The accident vascular encephalic (AVE) is one of pathologies more common and is the third mmajor cause of
mortality in third world countries. It is estimated that occur 20 million new cases in the world by year. The sequelae
left by this disease depends on the affected area and the size of injury. The more common changes are in motor,
sensory and speech dysfunctions and in urinary continence maintenance. Neurogenic bladder refers to dysfunction
of the urinary bladder due to disease of the central nervous system or peripheral nerves involved in the control
of micturition. The treatments available include medication and invasive techniques. This work was made with
the purpose of assess the effects, of external electrostimulation of the posterior tibial nerve in urinary continence
of patient with neurogenic bladder post-AVE through the observation of a patient treatment during two years.

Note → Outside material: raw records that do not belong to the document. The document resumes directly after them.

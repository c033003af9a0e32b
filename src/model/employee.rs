use chrono::NaiveDate;
use serde::{Deserialize, Serialize};
use strum_macros::{Display, EnumString};
use utoipa::ToSchema;

#[derive(Debug, Copy, Clone, Eq, PartialEq, Serialize, Deserialize, Display, EnumString, ToSchema)]
#[strum(serialize_all = "snake_case")]
#[serde(rename_all = "snake_case")]
pub enum EmployeeStatus {
    Active,
    Inactive,
    Probation,
    Terminated,
}

#[derive(Debug, Serialize, Deserialize, sqlx::FromRow, ToSchema)]
#[schema(
    example = json!({
        "id": 1,
        "employee_code": "EMP-001",
        "name": "John Doe",
        "email": "john.doe@company.com",
        "department": "Engineering",
        "position": "Backend Developer",
        "join_date": "2024-01-01",
        "status": "active"
    })
)]
pub struct Employee {
    #[schema(example = 1)]
    pub id: u64,

    #[schema(example = "EMP-001")]
    pub employee_code: String,

    /// Login account linked to this employee, if any
    pub user_id: Option<u64>,

    #[schema(example = "John Doe")]
    pub name: String,

    #[schema(example = "john.doe@company.com")]
    pub email: String,

    #[schema(example = "+8801712345678", nullable = true)]
    pub phone: Option<String>,

    #[schema(example = "Engineering")]
    pub department: Option<String>,

    #[schema(example = "Backend Developer")]
    pub position: Option<String>,

    /// Self-reference to the managing employee
    pub manager_id: Option<u64>,

    #[schema(example = "2024-01-01", value_type = String, format = "date")]
    pub join_date: Option<NaiveDate>,

    pub salary: Option<f64>,

    /// JSON-encoded array of skill names
    pub skills: Option<String>,

    pub kpi: Option<f64>,

    #[schema(example = "active")]
    pub status: String,
}
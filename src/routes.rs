use crate::{
    api::{asset, attendance, dashboard, employee, leave_request, task, work_report},
    auth::{handlers, middleware::auth_middleware},
    config::Config,
};
use actix_governor::{
    governor::middleware::NoOpMiddleware, Governor, GovernorConfigBuilder, PeerIpKeyExtractor,
};
use actix_web::{middleware::from_fn, web};
use std::sync::Arc;

pub fn configure(cfg: &mut web::ServiceConfig, config: Config) {
    // Helper to build per-route limiter
    fn build_limiter(requests_per_min: u32) -> Governor<PeerIpKeyExtractor, NoOpMiddleware> {
        let per_ms = if requests_per_min == 0 {
            1
        } else {
            60_000 / requests_per_min as u64
        };
        let cfg = GovernorConfigBuilder::default()
            .per_millisecond(per_ms)
            .burst_size(requests_per_min)
            .key_extractor(PeerIpKeyExtractor)
            .finish()
            .unwrap();
        Governor::new(&cfg)
    }

    let login_limiter = Arc::new(build_limiter(config.rate_login_per_min));
    let register_limiter = Arc::new(build_limiter(config.rate_register_per_min));
    let refresh_limiter = Arc::new(build_limiter(config.rate_refresh_per_min));
    let protected_limiter = Arc::new(build_limiter(config.rate_protected_per_min));

    // Public routes. Register still checks the caller's token inside the
    // handler; it sits here so it shares the public limiter tier.
    cfg.service(
        web::scope("/auth")
            .service(
                web::resource("/login")
                    .wrap(login_limiter.clone())
                    .route(web::post().to(handlers::login)),
            )
            .service(
                web::resource("/register")
                    .wrap(register_limiter.clone())
                    .route(web::post().to(handlers::register)),
            )
            .service(
                web::resource("/refresh")
                    .wrap(refresh_limiter.clone())
                    .route(web::post().to(handlers::refresh_token)),
            )
            .service(
                web::resource("/logout")
                    .wrap(login_limiter.clone())
                    .route(web::post().to(handlers::logout)),
            ),
    );

    // Protected routes
    cfg.service(
        web::scope(&config.api_prefix)
            .wrap(from_fn(auth_middleware)) // authentication
            .wrap(protected_limiter) // rate limiting
            .service(web::resource("/auth/me").route(web::get().to(handlers::me)))
            .service(
                web::scope("/employees")
                    // /employees
                    .service(
                        web::resource("")
                            .route(web::post().to(employee::create_employee))
                            .route(web::get().to(employee::list_employees)),
                    )
                    // /employees/{id}
                    .service(
                        web::resource("/{id}")
                            .route(web::put().to(employee::update_employee))
                            .route(web::get().to(employee::get_employee))
                            .route(web::delete().to(employee::delete_employee)),
                    ),
            )
            .service(
                web::scope("/attendance")
                    .service(
                        web::resource("/check-in").route(web::post().to(attendance::check_in)),
                    )
                    .service(
                        web::resource("/check-out").route(web::post().to(attendance::check_out)),
                    )
                    .service(web::resource("/history").route(web::get().to(attendance::history)))
                    .service(web::resource("/stats").route(web::get().to(attendance::stats))),
            )
            .service(
                web::scope("/leaves")
                    // fixed paths registered before /{id} so they never match as ids
                    .service(
                        web::resource("/balance")
                            .route(web::get().to(leave_request::my_balance)),
                    )
                    .service(
                        web::resource("/balance/{employee_id}")
                            .route(web::get().to(leave_request::employee_balance)),
                    )
                    .service(
                        web::resource("")
                            .route(web::get().to(leave_request::leave_list))
                            .route(web::post().to(leave_request::create_leave)),
                    )
                    .service(
                        web::resource("/{id}/approve")
                            .route(web::put().to(leave_request::approve_leave)),
                    ),
            )
            .service(
                web::scope("/tasks")
                    .service(web::resource("/stats").route(web::get().to(task::task_stats)))
                    .service(
                        web::resource("")
                            .route(web::get().to(task::task_list))
                            .route(web::post().to(task::create_task)),
                    )
                    .service(
                        web::resource("/{id}/progress")
                            .route(web::put().to(task::update_progress)),
                    )
                    .service(
                        web::resource("/{id}/status").route(web::put().to(task::update_status)),
                    )
                    .service(
                        web::resource("/{id}/comments").route(web::post().to(task::add_comment)),
                    ),
            )
            .service(
                web::scope("/assets")
                    .service(web::resource("/stats").route(web::get().to(asset::asset_stats)))
                    .service(
                        web::resource("")
                            .route(web::get().to(asset::asset_list))
                            .route(web::post().to(asset::create_asset)),
                    )
                    .service(
                        web::resource("/{id}/assign").route(web::put().to(asset::assign_asset)),
                    )
                    .service(
                        web::resource("/{id}/return").route(web::put().to(asset::return_asset)),
                    )
                    .service(web::resource("/{id}").route(web::put().to(asset::update_asset))),
            )
            .service(
                web::scope("/reports")
                    .service(web::resource("/stats").route(web::get().to(work_report::report_stats)))
                    .service(
                        web::resource("/draft").route(web::post().to(work_report::create_draft)),
                    )
                    .service(
                        web::resource("")
                            .route(web::get().to(work_report::report_list))
                            .route(web::post().to(work_report::create_report)),
                    )
                    .service(
                        web::resource("/{id}/approve")
                            .route(web::put().to(work_report::approve_report)),
                    ),
            )
            .service(
                web::scope("/dashboard")
                    .service(
                        web::resource("/stats").route(web::get().to(dashboard::dashboard_stats)),
                    )
                    .service(
                        web::resource("/recent-activities")
                            .route(web::get().to(dashboard::recent_activities)),
                    ),
            ),
    );
}

// LOGIN
//  ├─ access_token (15 min)
//  └─ refresh_token (7 days)
//
// API REQUEST
//  └─ Authorization: Bearer access_token
//
// ACCESS EXPIRED
//  └─ POST /refresh with refresh_token
//       └─ returns new access_token
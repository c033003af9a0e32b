use anyhow::Result;
use futures_util::StreamExt;
use moka::future::Cache;
use once_cell::sync::Lazy;
use sqlx::MySqlPool;
use std::time::Duration;

/// true  => email is TAKEN
/// false => email is AVAILABLE (usually we store only taken)
pub static EMAIL_CACHE: Lazy<Cache<String, bool>> = Lazy::new(|| {
    Cache::builder()
        .max_capacity(500_000) // tune based on memory
        .time_to_live(Duration::from_secs(86400)) // 24h TTL
        .build()
});

/// Mark a single email as taken
pub async fn mark_taken(email: &str) {
    EMAIL_CACHE.insert(email.to_lowercase(), true).await;
}

/// Check if email is taken
pub async fn is_taken(email: &str) -> bool {
    EMAIL_CACHE.get(&email.to_lowercase()).await.unwrap_or(false)
}

/// Batch mark emails as taken
async fn batch_mark(emails: &[String]) {
    let futures: Vec<_> = emails
        .iter()
        .map(|e| EMAIL_CACHE.insert(e.to_lowercase(), true))
        .collect();

    futures::future::join_all(futures).await;
}

/// Load only RECENT accounts into the in-memory cache (batched)
pub async fn warmup_email_cache(pool: &MySqlPool, days: u32, batch_size: usize) -> Result<()> {
    let mut stream = sqlx::query_as::<_, (String,)>(
        r#"
        SELECT email
        FROM users
        WHERE last_login_at >= NOW() - INTERVAL ? DAY
        ORDER BY last_login_at DESC
        "#,
    )
    .bind(days)
    .fetch(pool);

    let mut batch = Vec::with_capacity(batch_size);
    let mut total_count = 0usize;

    while let Some(row) = stream.next().await {
        let (email,) = row?;
        batch.push(email);
        total_count += 1;

        if batch.len() >= batch_size {
            batch_mark(&batch).await;
            batch.clear();
        }
    }

    if !batch.is_empty() {
        batch_mark(&batch).await;
    }

    log::info!(
        "Email cache warmup complete: {} recent users (last {} days)",
        total_count,
        days
    );

    Ok(())
}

The treatment consist in the electrostimulation of the posterior tibial nerve, for 30 minutes, once a week, with a
frequency of 10 Hz and pulse width of 200 microseconds, with average intensity of 18 mA, kept below the motor
threshold, through a channel and two electrodes positioned – one, two centimeters above of the medial malleolus
and the second electrode positioned 10 centimeters above. It was observed that the diapers were changed with
less frequency and the patient started to manifest voiding desire and better vesicouretral control. Thus it is verified
that electrostimulation of the posterior tibial nerve may be considered as a noninvasive technique with satisfactory
results in treatment of the neurogenic bladder.
Key words
Urinary continence, Neurogenic bladder, Electrostimulation of the posterior tibial nerve.